Theology
Tillich's approach to Protestant theology was highly systematic. He sought to correlate culture and faith such that "faith need not be unacceptable to contemporary culture and contemporary culture need not be unacceptable to faith". As a consequence, Tillich's orientation is highly apologetic, seeking to make concrete theological answers such that they become applicable to an ordinary day's course of events. This contributed to his popularity by the virtue of the fact that it made him highly accessible to lay readers. In a broader perspective, revelation is understood as the fountainhead of religion.
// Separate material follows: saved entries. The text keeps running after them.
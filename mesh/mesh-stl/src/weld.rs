//! Tolerance welding by sorted sweep.
//!
//! This is a post-pass over an already imported mesh and is never applied
//! unless [`DedupPolicy::SortedWeld`](crate::DedupPolicy::SortedWeld) is
//! selected. Vertices are ordered lexicographically by (x, y, z) and each one
//! is compared only against the current representative, so two close
//! vertices separated in sort order by a third are not merged. It is not a
//! true proximity weld and does not replace the exact-key dedup.

use std::cmp::Ordering;

use mesh_types::{IndexedMesh, Vertex};
use tracing::debug;

use crate::error::IoResult;
use crate::params::validate_epsilon;

/// Result of [`weld_sorted`].
#[derive(Debug, Clone)]
pub struct WeldResult {
    /// The welded mesh.
    pub mesh: IndexedMesh,
    /// Number of vertices folded into an earlier representative.
    pub merged: usize,
}

/// Merge vertices that are within `epsilon` of the current representative in
/// sorted order.
///
/// The output vertex pool is in sorted order. Face count and order are
/// preserved, including faces that collapse to repeated indices.
///
/// # Errors
///
/// Returns `InvalidParams` if `epsilon` is negative or NaN.
///
/// # Example
///
/// ```
/// use mesh_stl::weld_sorted;
/// use mesh_types::{Face, IndexedMesh, Vertex};
///
/// let mesh = IndexedMesh::from_parts(
///     vec![
///         Vertex::from_coords(0.0, 0.0, 0.0),
///         Vertex::from_coords(1.0, 0.0, 0.0),
///         Vertex::from_coords(0.0, 1.0, 0.0),
///         Vertex::from_coords(1.00001, 0.0, 0.0),
///     ],
///     vec![Face::triangle(0, 1, 2), Face::triangle(0, 3, 2)],
/// );
///
/// let welded = weld_sorted(&mesh, 1e-3).unwrap();
/// assert_eq!(welded.merged, 1);
/// assert_eq!(welded.mesh.vertices.len(), 3);
/// assert_eq!(welded.mesh.faces[0], welded.mesh.faces[1]);
/// ```
#[allow(clippy::cast_possible_truncation)]
// Truncation: mesh indices are u32, meshes with >4B vertices are unsupported
pub fn weld_sorted(mesh: &IndexedMesh, epsilon: f32) -> IoResult<WeldResult> {
    validate_epsilon(epsilon)?;

    let mut order: Vec<u32> = (0..mesh.vertices.len() as u32).collect();
    order.sort_by(|&a, &b| lexicographic(&mesh.vertices[a as usize], &mesh.vertices[b as usize]));

    let mut remap = vec![0u32; mesh.vertices.len()];
    let mut unique: Vec<Vertex> = Vec::with_capacity(mesh.vertices.len());
    let mut current: Option<Vertex> = None;

    for &idx in &order {
        let vertex = mesh.vertices[idx as usize];
        let starts_new = match current {
            None => true,
            Some(rep) => vertex.max_abs_diff(&rep) > epsilon,
        };
        if starts_new {
            unique.push(vertex);
            current = Some(vertex);
        }
        remap[idx as usize] = (unique.len() - 1) as u32;
    }

    let faces = mesh
        .faces
        .iter()
        .map(|face| {
            let mut face = face.clone();
            for idx in face.indices_mut() {
                *idx = remap[*idx as usize];
            }
            face
        })
        .collect();

    let merged = mesh.vertices.len() - unique.len();
    debug!(epsilon, merged, "sorted weld finished");

    let mut welded = IndexedMesh::from_parts(unique, faces);
    welded.name.clone_from(&mesh.name);
    Ok(WeldResult {
        mesh: welded,
        merged,
    })
}

fn lexicographic(a: &Vertex, b: &Vertex) -> Ordering {
    a.position
        .x
        .total_cmp(&b.position.x)
        .then_with(|| a.position.y.total_cmp(&b.position.y))
        .then_with(|| a.position.z.total_cmp(&b.position.z))
}
//! ASCII STL body parser.
//!
//! Only two line kinds carry data: `vertex x y z` and `endfacet`. Everything
//! else (`facet normal`, `outer loop`, `endloop`, `endsolid`, blank lines) is
//! skipped. Facet normals are not kept.

use std::io::BufRead;

use mesh_types::{Face, Vertex};
use smallvec::SmallVec;
use tracing::warn;

use crate::assemble::MeshAssembler;
use crate::error::{IoError, IoResult};
use crate::pool::AsciiKey;

const VERTEX: &[u8] = b"vertex";
const END_FACET: &[u8] = b"endfacet";

/// Parse an ASCII STL body, starting right after the `solid` header line.
///
/// Each `vertex` line is deduplicated on its trimmed bytes. Each `endfacet`
/// closes a face from the indices collected since the previous one. A facet
/// with other than three vertices still produces a face of that length.
///
/// # Errors
///
/// - `MalformedNumericLiteral` if a coordinate is not a float or a `vertex`
///   line has fewer than three tokens after the keyword
/// - `Io` if the underlying read fails
///
/// # Example
///
/// ```
/// use mesh_stl::parse_ascii;
///
/// let body = b"facet normal 0 0 1\nouter loop\nvertex 0 0 0\nvertex 1 0 0\nvertex 0 1 0\nendloop\nendfacet\n";
/// let mesh = parse_ascii(&body[..]).unwrap().finish(None);
/// assert_eq!(mesh.vertices.len(), 3);
/// assert_eq!(mesh.faces.len(), 1);
/// ```
pub fn parse_ascii<R: BufRead>(mut reader: R) -> IoResult<MeshAssembler<AsciiKey>> {
    let mut assembler = MeshAssembler::new();
    let mut facet: SmallVec<[u32; 3]> = SmallVec::new();
    let mut buf = Vec::new();
    // Line 1 is the header consumed by the sniffer.
    let mut line_no = 1;

    loop {
        buf.clear();
        if reader.read_until(b'\n', &mut buf)? == 0 {
            break;
        }
        line_no += 1;
        let line = trim_line(&buf);

        if line.starts_with(VERTEX) {
            let idx = assembler.resolve_vertex(line, || parse_vertex(line, line_no))?;
            facet.push(idx);
        } else if line.starts_with(END_FACET) {
            if facet.len() != 3 {
                warn!(
                    line = line_no,
                    vertices = facet.len(),
                    "facet does not have exactly 3 vertices"
                );
            }
            assembler.push_face(Face::from_indices(&facet));
            facet.clear();
        }
    }

    Ok(assembler)
}

/// ASCII whitespace plus vertical tab.
const fn is_space(b: u8) -> bool {
    b.is_ascii_whitespace() || b == 0x0B
}

fn trim_line(line: &[u8]) -> &[u8] {
    let start = line
        .iter()
        .position(|&b| !is_space(b))
        .unwrap_or(line.len());
    let end = line
        .iter()
        .rposition(|&b| !is_space(b))
        .map_or(start, |i| i + 1);
    &line[start..end]
}

/// Parse the last three whitespace-separated tokens of a `vertex` line.
///
/// Only those tokens need to be UTF-8; the rest of the line is opaque.
fn parse_vertex(line: &[u8], line_no: usize) -> IoResult<Vertex> {
    let mut coords = [0.0f32; 3];
    let mut tokens = line
        .split(|&b| is_space(b))
        .filter(|t| !t.is_empty())
        .rev();

    for slot in coords.iter_mut().rev() {
        let token = tokens.next().ok_or_else(|| malformed(line_no, line))?;
        *slot = std::str::from_utf8(token)
            .ok()
            .and_then(|t| t.parse().ok())
            .ok_or_else(|| malformed(line_no, token))?;
    }

    Ok(Vertex::from_array(coords))
}

fn malformed(line_no: usize, bytes: &[u8]) -> IoError {
    IoError::malformed_number(line_no, String::from_utf8_lossy(bytes))
}

#[cfg(test)]
#[allow(clippy::unwrap_used, clippy::expect_used, clippy::float_cmp)]
mod tests {
    use super::*;
    use mesh_types::{IndexedMesh, MeshTopology};

    fn parse(body: &str) -> IoResult<IndexedMesh> {
        parse_ascii(body.as_bytes()).map(|asm| asm.finish(None))
    }

    const FACET: &str = "\
 facet normal 0 0 1
  outer loop
   vertex 0 0 0
   vertex 1 0 0
   vertex 1 1 0
  endloop
 endfacet
";

    #[test]
    fn single_facet() {
        let mesh = parse(&format!("{FACET}endsolid cube\n")).unwrap();
        assert_eq!(mesh.vertex_count(), 3);
        assert_eq!(mesh.faces, vec![Face::triangle(0, 1, 2)]);
        assert_eq!(mesh.vertices[2], Vertex::from_coords(1.0, 1.0, 0.0));
    }

    #[test]
    fn repeated_facet_reuses_vertices() {
        let mesh = parse(&format!("{FACET}{FACET}")).unwrap();
        assert_eq!(mesh.vertex_count(), 3);
        assert_eq!(mesh.face_count(), 2);
        assert_eq!(mesh.faces[1], [0, 1, 2]);
    }

    #[test]
    fn indentation_does_not_affect_key() {
        let body = "vertex 0 0 0\n\t\t   vertex 0 0 0   \nvertex 1 0 0\nendfacet\n";
        let mesh = parse(body).unwrap();
        assert_eq!(mesh.vertex_count(), 2);
        assert_eq!(mesh.faces[0], [0, 0, 1]);
    }

    #[test]
    fn different_formatting_is_a_different_vertex() {
        let body = "vertex 1.0 0 0\nvertex 1.00000 0 0\nvertex 1 0 0\nendfacet\n";
        let mesh = parse(body).unwrap();
        assert_eq!(mesh.vertex_count(), 3);
        assert_eq!(mesh.vertices[0], mesh.vertices[1]);
    }

    #[test]
    fn inner_spacing_is_part_of_key() {
        let body = "vertex 0 0 0\nvertex 0  0 0\nvertex 0 0 1\nendfacet\n";
        let mesh = parse(body).unwrap();
        assert_eq!(mesh.vertex_count(), 3);
    }

    #[test]
    fn scientific_notation() {
        let body = "vertex 1.5e+01 -2.0E-1 3e0\nvertex 0 0 0\nvertex 0 1 0\nendfacet\n";
        let mesh = parse(body).unwrap();
        let v = mesh.vertices[0].position;
        assert_eq!(v.x, 15.0);
        assert_eq!(v.y, -0.2);
        assert_eq!(v.z, 3.0);
    }

    #[test]
    fn crlf_line_endings() {
        let body = FACET.replace('\n', "\r\n");
        let mesh = parse(&body).unwrap();
        assert_eq!(mesh.vertex_count(), 3);
        assert_eq!(mesh.face_count(), 1);
    }

    #[test]
    fn last_line_without_newline() {
        let body = "vertex 0 0 0\nvertex 1 0 0\nvertex 0 1 0\nendfacet";
        let mesh = parse(body).unwrap();
        assert_eq!(mesh.face_count(), 1);
    }

    #[test]
    fn short_facet_is_kept_malformed() {
        let body = "vertex 0 0 0\nvertex 1 0 0\nendfacet\n";
        let mesh = parse(body).unwrap();
        assert_eq!(mesh.face_count(), 1);
        assert_eq!(mesh.faces[0].as_slice(), &[0, 1]);
        assert!(!mesh.is_triangulated());
    }

    #[test]
    fn long_facet_is_kept_malformed() {
        let body = "vertex 0 0 0\nvertex 1 0 0\nvertex 1 1 0\nvertex 0 1 0\nendfacet\n";
        let mesh = parse(body).unwrap();
        assert_eq!(mesh.faces[0].as_slice(), &[0, 1, 2, 3]);
    }

    #[test]
    fn vertices_after_last_endfacet_are_pooled_but_not_faced() {
        let body = format!("{FACET}vertex 5 5 5\n");
        let mesh = parse(&body).unwrap();
        assert_eq!(mesh.vertex_count(), 4);
        assert_eq!(mesh.face_count(), 1);
    }

    #[test]
    fn bad_float_reports_line_and_token() {
        let body = "facet normal 0 0 1\nouter loop\nvertex 0 abc 0\n";
        let err = parse(body).unwrap_err();
        match err {
            IoError::MalformedNumericLiteral { line, token } => {
                assert_eq!(line, 4);
                assert_eq!(token, "abc");
            }
            other => panic!("unexpected error: {other:?}"),
        }
    }

    #[test]
    fn missing_coordinates_is_malformed() {
        let err = parse("vertex 1 2\n").unwrap_err();
        assert!(matches!(
            err,
            IoError::MalformedNumericLiteral { line: 2, .. }
        ));

        let err = parse("vertex\n").unwrap_err();
        assert!(matches!(err, IoError::MalformedNumericLiteral { .. }));
    }

    #[test]
    fn duplicate_bad_line_fails_on_first_sight() {
        let err = parse("vertex 0 0 0\nvertex 1 x 0\nvertex 1 x 0\n").unwrap_err();
        assert!(matches!(
            err,
            IoError::MalformedNumericLiteral { line: 3, .. }
        ));
    }

    #[test]
    fn empty_body() {
        let mesh = parse("").unwrap();
        assert!(mesh.is_empty());
        assert_eq!(mesh.vertex_count(), 0);
    }

    #[test]
    fn non_utf8_bytes_outside_coordinates_are_kept_in_key() {
        let body = b"vertex\xff 0 0 0\nvertex 1 0 0\nvertex 0 1 0\nvertex\xfe 0 0 0\nendfacet\n";
        let mesh = parse_ascii(&body[..]).unwrap().finish(None);
        assert_eq!(mesh.vertex_count(), 4);
        assert_eq!(mesh.vertices[0], mesh.vertices[3]);
        assert_eq!(mesh.faces[0].as_slice(), &[0, 1, 2, 3]);
    }

    #[test]
    fn non_utf8_coordinate_reports_token() {
        let err = parse_ascii(&b"vertex 0 \xff1 0\n"[..]).unwrap_err();
        match err {
            IoError::MalformedNumericLiteral { line, token } => {
                assert_eq!(line, 2);
                assert_eq!(token, "\u{fffd}1");
            }
            other => panic!("unexpected error: {other:?}"),
        }
    }

    #[test]
    fn vertical_tab_is_trimmed() {
        let body = "\x0bvertex 0 0 0\x0b\nvertex 1 0 0\n\x0b vertex 0 1 0\nendfacet\x0b\n";
        let mesh = parse(body).unwrap();
        assert_eq!(mesh.vertex_count(), 3);
        assert_eq!(mesh.faces, vec![Face::triangle(0, 1, 2)]);
        assert_eq!(mesh.vertices[0], Vertex::from_coords(0.0, 0.0, 0.0));
    }

    #[test]
    fn facet_normal_is_ignored() {
        let body = "facet normal 1e9 bogus 0\nvertex 0 0 0\nvertex 1 0 0\nvertex 0 1 0\nendfacet\n";
        let mesh = parse(body).unwrap();
        assert_eq!(mesh.face_count(), 1);
    }
}
//! Error types for STL import.

use std::io::{self, Read};
use std::path::PathBuf;
use thiserror::Error;

/// Result type for STL import operations.
pub type IoResult<T> = Result<T, IoError>;

/// Errors that can occur while importing an STL file.
///
/// Every error is fatal: the import unwinds to the caller and no partial mesh
/// is returned.
#[derive(Debug, Error)]
pub enum IoError {
    /// File not found.
    #[error("file not found: {path}")]
    FileNotFound {
        /// Path that was not found.
        path: PathBuf,
    },

    /// A read asked for more bytes than the stream had left.
    #[error("truncated input: needed {needed} bytes at offset {offset}")]
    TruncatedInput {
        /// Stream offset where the short read started.
        offset: u64,
        /// Number of bytes the read required.
        needed: usize,
    },

    /// An ASCII coordinate token is not a valid float.
    #[error("malformed numeric literal {token:?} on line {line}")]
    MalformedNumericLiteral {
        /// 1-based line number in the file.
        line: usize,
        /// The offending token (or line, if tokens were missing).
        token: String,
    },

    /// Import parameters are out of range.
    #[error("invalid import parameters: {message}")]
    InvalidParams {
        /// Description of what was invalid.
        message: String,
    },

    /// I/O error from the standard library.
    #[error("I/O error: {0}")]
    Io(#[from] io::Error),
}

impl IoError {
    /// Create an `InvalidParams` error with the given message.
    #[must_use]
    pub fn invalid_params(message: impl Into<String>) -> Self {
        Self::InvalidParams {
            message: message.into(),
        }
    }

    /// Create a `MalformedNumericLiteral` error.
    #[must_use]
    pub fn malformed_number(line: usize, token: impl Into<String>) -> Self {
        Self::MalformedNumericLiteral {
            line,
            token: token.into(),
        }
    }

    /// True for `TruncatedInput`.
    #[must_use]
    pub const fn is_truncated(&self) -> bool {
        matches!(self, Self::TruncatedInput { .. })
    }
}

/// Fill `buf` completely, reporting a short read as `TruncatedInput`.
///
/// `offset` is the stream position of the first byte of `buf`; it only feeds
/// the error report.
pub(crate) fn read_exact_at<R: Read>(
    reader: &mut R,
    buf: &mut [u8],
    offset: u64,
) -> IoResult<()> {
    reader.read_exact(buf).map_err(|e| {
        if e.kind() == io::ErrorKind::UnexpectedEof {
            IoError::TruncatedInput {
                offset,
                needed: buf.len(),
            }
        } else {
            IoError::Io(e)
        }
    })
}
Tillich sought to reconcile revelation and reason by arguing that revelation never runs counter to reason (affirming Thomas Aquinas when he said that faith is eminently rational), but both poles of the subjective human experience are complimentary.
In his metaphysical approach, Tillich was a staunch existentialist, focusing on the nature of being. Nothingness is a major motif of existentialist philosophy and so Tillich included this concept as a means of reifying being itself. Tillich argued that anxiety of non-being (existential anguish) is inherent in the experience of being itself. Put simply, people are afraid of their own non-existence, ie, their death. Following a line similar to Kierkegaard and almost identical to that of Freud, Tillich says that in our most introspective moments we face the terror of our own nothingness. That is, we "realize our mortality", that we are finite beings. The question which naturally arises in the mind of one in this introspective mood is what causes us to "be" in the first place. Tillich concludes that radically finite beings (which are, at least potentially, infinite in variation) cannot be sustained or caused by another finite being. What can sustain finite beings is being itself, or the "ground of being". This Tillich identifies as God.
Another name for the ground of being is essence. Essence is thought of as the power of being, and is forever unassailable by the conscious mind. As such it remains beyond the realm of thought, preserving the need for revelation in the Christian tradition.
Opposed to essence but dependent upon it is existence. Existence is that which is finite. Essence is the infinite. Since existence is being and essence is the ground of being, then essence is the ground or source of existence. But because the one is infinite and the other not, then existence (the finite) is fundamentally alienated from the essence. Man is alienated from God. This Tillich takes to be sin. To exist is to be alienated.
Tillich's radical departure from traditional Christian theology is his view of Christ. According to Tillich, Christ is the "New Being", who rectifies in himself the alienation between essence and existence. Essence fully shows itself within Christ, but Christ is also a finite man. This indicates, for Tillich, a revolution in the very nature of being. The gap is healed and essence can now be found within existence. Thus for Tillich, Christ is not God per se in himself, but Christ is the revelation of God. Whereas traditional Christianity regards Christ as a wholly alien kind of being, Tillich believed that Christ was the emblem of the highest goal of man, what God wants men to become. Thus to be a Christian is to make oneself progressively "Christ-like", a very possible goal in Tillich's eyes. In other words, Christ is not God in the traditional sense, but reveals the essence inherent in all existence, including mine and your own. Thus Christ is not different than you or I except insofar as he fully reveals God within his own finitude, something you and I can also do in principle.
"God does not exist. He is being itself beyond essence and existence. Therefore to argue that God exists is to deny him."
This statement of Tillich's summarizes his conception of God. We cannot think of God as a being which exists in time and space, because that constrains Him, and makes Him finite. But all beings are finite, and if God is the Creator of all beings, God cannot logically be finite since a finite thing cannot be the sustainer of an infinite variety of finite things. Thus we must think of God as beyond being, above finitude and limitation, the power or essence of being itself.
A final major point of Tillich's theology is this: since things in existence are corrupt and therefore ambiguous, no finite thing can be (by itself) that which is infinite. All that is possible is for the finite to be a vehicle for revealing the infinite, but the two can never be confused. This leaves religion itself in a place where it cannot be taken as too dogmatic, because of its conceptual and therefore finite and corrupt nature. True religion is that which correctly reveals the infinite, but no religion can ever do so in any way other than through metaphor and symbol. Thus the whole of the Bible must be understood symbolically, and all spiritual and theological knowledge cannot be other than symbol. This is often seized upon by theologians to utilize as an effective counterpoint to religious fundamentalism.